A public radio commentary

Right now America On-Line filters out 780 million unsolicited e-mail advertisements, commonly called spam. To put that in perspective: That's 100 million more than they actually deliver. Yet our in-boxes still fill with spam. Why is this spam so hard to filter?

Getting a computer to filter spam automatically is difficult because spam deals with the essence of what makes us human - and different from anything else on earth - communication by words. It is the content of the message that determines whether or not we want to read it. That's why the most common filters fail.

Existing spam filters look for specific words in the message. For example, I get offers for inkjet cartridges, so I exclude the word "inkjet". But now the spammers have started spelling the word with dashes: i-n-k-j-e-t. And what if a friend writes to me about his inkjet printer? I'd miss his e-mail.

The key, then, is to assess the actual content of an e-mail - and determine whether to keep or toss out the message. There is hope of having your computer do this because of an 18th century English Minister.

Very little is known about Reverend Thomas Bayes except that he left a single scientific paper with a revolutionary explanation of how to estimate the probability of an unknown event - an event like an e-mail arriving at your mail box that you want to read, or don't want to read.

Over 200 years later a Harvard-trained computer scientist, Paul Graham, wrote a paper called "A plan for Spam" showing how to use Bayes work to rid the world of spam.

Graham wrote a program to rate the "spamminess" of each word in an e-mail.

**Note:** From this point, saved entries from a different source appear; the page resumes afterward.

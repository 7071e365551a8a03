//! core::config::schema
//!
//! Configuration schema types.
//!
//! The same schema is used for the global and the project config file.
//! Every field is optional; unset fields fall through to the next scope
//! and finally to built-in defaults.
//!
//! # Validation
//!
//! Values are validated after parsing so that a bad file fails at load
//! time rather than producing malformed placements later.

use std::path::PathBuf;

use serde::{Deserialize, Serialize};

use super::ConfigError;

/// One config file.
///
/// # Example
///
/// ```toml
/// catalog = "symbols/sidc.json"
///
/// [fixed]
/// columns = 4
/// step = 100.0
/// secondary_offset = 50.0
/// page_shift = 500.0
/// origin = [-13044889.0, 4036331.0]
///
/// [area]
/// center = [-117.1825, 34.0556]
/// radius = 0.01
///
/// [page]
/// columns = 4
/// ```
#[derive(Debug, Clone, Default, Serialize, Deserialize, PartialEq)]
#[serde(default, deny_unknown_fields)]
pub struct FileConfig {
    /// Default catalog file
    pub catalog: Option<PathBuf>,

    /// Fixed raster settings
    pub fixed: Option<FixedSection>,

    /// Area-fit settings
    pub area: Option<AreaSection>,

    /// Page-fit settings
    pub page: Option<PageSection>,
}

impl FileConfig {
    /// Validate the configuration values.
    ///
    /// # Errors
    ///
    /// Returns `ConfigError::InvalidValue` if any value is invalid.
    pub fn validate(&self) -> Result<(), ConfigError> {
        if let Some(fixed) = &self.fixed {
            fixed.validate()?;
        }
        if let Some(area) = &self.area {
            area.validate()?;
        }
        if let Some(page) = &self.page {
            page.validate()?;
        }
        Ok(())
    }
}

/// `[fixed]` table.
#[derive(Debug, Clone, Default, Serialize, Deserialize, PartialEq)]
#[serde(default, deny_unknown_fields)]
pub struct FixedSection {
    /// Cells per row
    pub columns: Option<usize>,

    /// Cell spacing on both axes
    pub step: Option<f64>,

    /// Distance from primary to secondary point
    pub secondary_offset: Option<f64>,

    /// Origin shift between pages
    pub page_shift: Option<f64>,

    /// Origin of the first page
    pub origin: Option<[f64; 2]>,
}

impl FixedSection {
    pub fn validate(&self) -> Result<(), ConfigError> {
        if self.columns == Some(0) {
            return Err(ConfigError::InvalidValue(
                "fixed.columns must be at least 1".to_string(),
            ));
        }
        if let Some(step) = self.step {
            require_positive("fixed.step", step)?;
        }
        if let Some(offset) = self.secondary_offset {
            require_positive("fixed.secondary_offset", offset)?;
        }
        if let Some(shift) = self.page_shift {
            require_finite("fixed.page_shift", shift)?;
        }
        if let Some([x, y]) = self.origin {
            require_finite("fixed.origin", x)?;
            require_finite("fixed.origin", y)?;
        }
        Ok(())
    }
}

/// `[area]` table.
#[derive(Debug, Clone, Default, Serialize, Deserialize, PartialEq)]
#[serde(default, deny_unknown_fields)]
pub struct AreaSection {
    /// Center of the area of interest
    pub center: Option<[f64; 2]>,

    /// Half-width of the square area of interest
    pub radius: Option<f64>,
}

impl AreaSection {
    pub fn validate(&self) -> Result<(), ConfigError> {
        if let Some(radius) = self.radius {
            require_positive("area.radius", radius)?;
        }
        if let Some([x, y]) = self.center {
            require_finite("area.center", x)?;
            require_finite("area.center", y)?;
        }
        Ok(())
    }
}

/// `[page]` table.
#[derive(Debug, Clone, Default, Serialize, Deserialize, PartialEq)]
#[serde(default, deny_unknown_fields)]
pub struct PageSection {
    /// Columns spread across the area of interest
    pub columns: Option<usize>,
}

impl PageSection {
    pub fn validate(&self) -> Result<(), ConfigError> {
        if self.columns == Some(0) {
            return Err(ConfigError::InvalidValue(
                "page.columns must be at least 1".to_string(),
            ));
        }
        Ok(())
    }
}

fn require_finite(key: &str, value: f64) -> Result<(), ConfigError> {
    if value.is_finite() {
        Ok(())
    } else {
        Err(ConfigError::InvalidValue(format!(
            "{key} must be a finite number, got {value}"
        )))
    }
}

fn require_positive(key: &str, value: f64) -> Result<(), ConfigError> {
    require_finite(key, value)?;
    if value > 0.0 {
        Ok(())
    } else {
        Err(ConfigError::InvalidValue(format!(
            "{key} must be positive, got {value}"
        )))
    }
}

#[cfg(test)]
mod tests {
    use super::*;

    #[test]
    fn parse_full() {
        let toml = r#"
            catalog = "symbols/sidc.json"

            [fixed]
            columns = 4
            step = 100.0
            secondary_offset = 50.0
            page_shift = 500.0
            origin = [1.0, 2.0]

            [area]
            center = [-117.1825, 34.0556]
            radius = 0.01

            [page]
            columns = 5
        "#;

        let config: FileConfig = toml::from_str(toml).unwrap();
        assert_eq!(config.catalog, Some(PathBuf::from("symbols/sidc.json")));
        let fixed = config.fixed.as_ref().unwrap();
        assert_eq!(fixed.columns, Some(4));
        assert_eq!(fixed.origin, Some([1.0, 2.0]));
        assert_eq!(config.area.as_ref().unwrap().radius, Some(0.01));
        assert_eq!(config.page.as_ref().unwrap().columns, Some(5));
        assert!(config.validate().is_ok());
    }

    #[test]
    fn parse_empty() {
        let config: FileConfig = toml::from_str("").unwrap();
        assert_eq!(config, FileConfig::default());
    }

    #[test]
    fn unknown_fields_rejected() {
        let result: Result<FileConfig, _> = toml::from_str("[fixed]\nrows = 3\n");
        assert!(result.is_err());
    }

    #[test]
    fn zero_columns_invalid() {
        let config = FileConfig {
            fixed: Some(FixedSection {
                columns: Some(0),
                ..Default::default()
            }),
            ..Default::default()
        };
        assert!(config.validate().is_err());

        let page = PageSection { columns: Some(0) };
        assert!(page.validate().is_err());
    }

    #[test]
    fn non_positive_values_invalid() {
        let step = FixedSection {
            step: Some(0.0),
            ..Default::default()
        };
        assert!(step.validate().is_err());

        let offset = FixedSection {
            secondary_offset: Some(-5.0),
            ..Default::default()
        };
        assert!(offset.validate().is_err());

        let radius = AreaSection {
            radius: Some(0.0),
            ..Default::default()
        };
        assert!(radius.validate().is_err());
    }

    #[test]
    fn negative_page_shift_allowed() {
        let fixed = FixedSection {
            page_shift: Some(-500.0),
            ..Default::default()
        };
        assert!(fixed.validate().is_ok());
    }

    #[test]
    fn serialize_roundtrip_is_stable() {
        let config = FileConfig {
            catalog: Some(PathBuf::from("a.json")),
            area: Some(AreaSection {
                center: Some([1.0, 2.0]),
                radius: Some(3.0),
            }),
            ..Default::default()
        };
        let text = toml::to_string_pretty(&config).unwrap();
        let parsed: FileConfig = toml::from_str(&text).unwrap();
        assert_eq!(parsed, config);
    }
}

If 90% of the spam, for example, has the word "viagra" in it, then viagra gets a negative rating of 90 per cent. To prevent excluding message he wants, his program rates words that turn up in regular messages too. If his friends often e-mail about going to a movie, for example, the program takes into account the words likely to be used in such a message.

So, when Graham's program sees a new e-mail, it calculates how likely it is to be spam or desired mail, based on all the words in it. Graham's methods can keeps up to 99% of spam out of an in-box, with rarely a personal message lost.

This filtering is unlikely to be defeated because it assesses the content of a message. To evade the filter, spammers would need to change their message to be like one from your regular correspondents, and that would be one with no sales message in it.

I think Reverend Thomas Bayes would approve of this use of his mathematical work. He once wrote: "So far as Mathematics do not tend to make men more sober and rational thinkers, wiser and better men, they are only to be considered as an amusement, which ought not to take us off from serious business." Surely he would approve using his mathematical work so I can get fewer e-mails about viagra.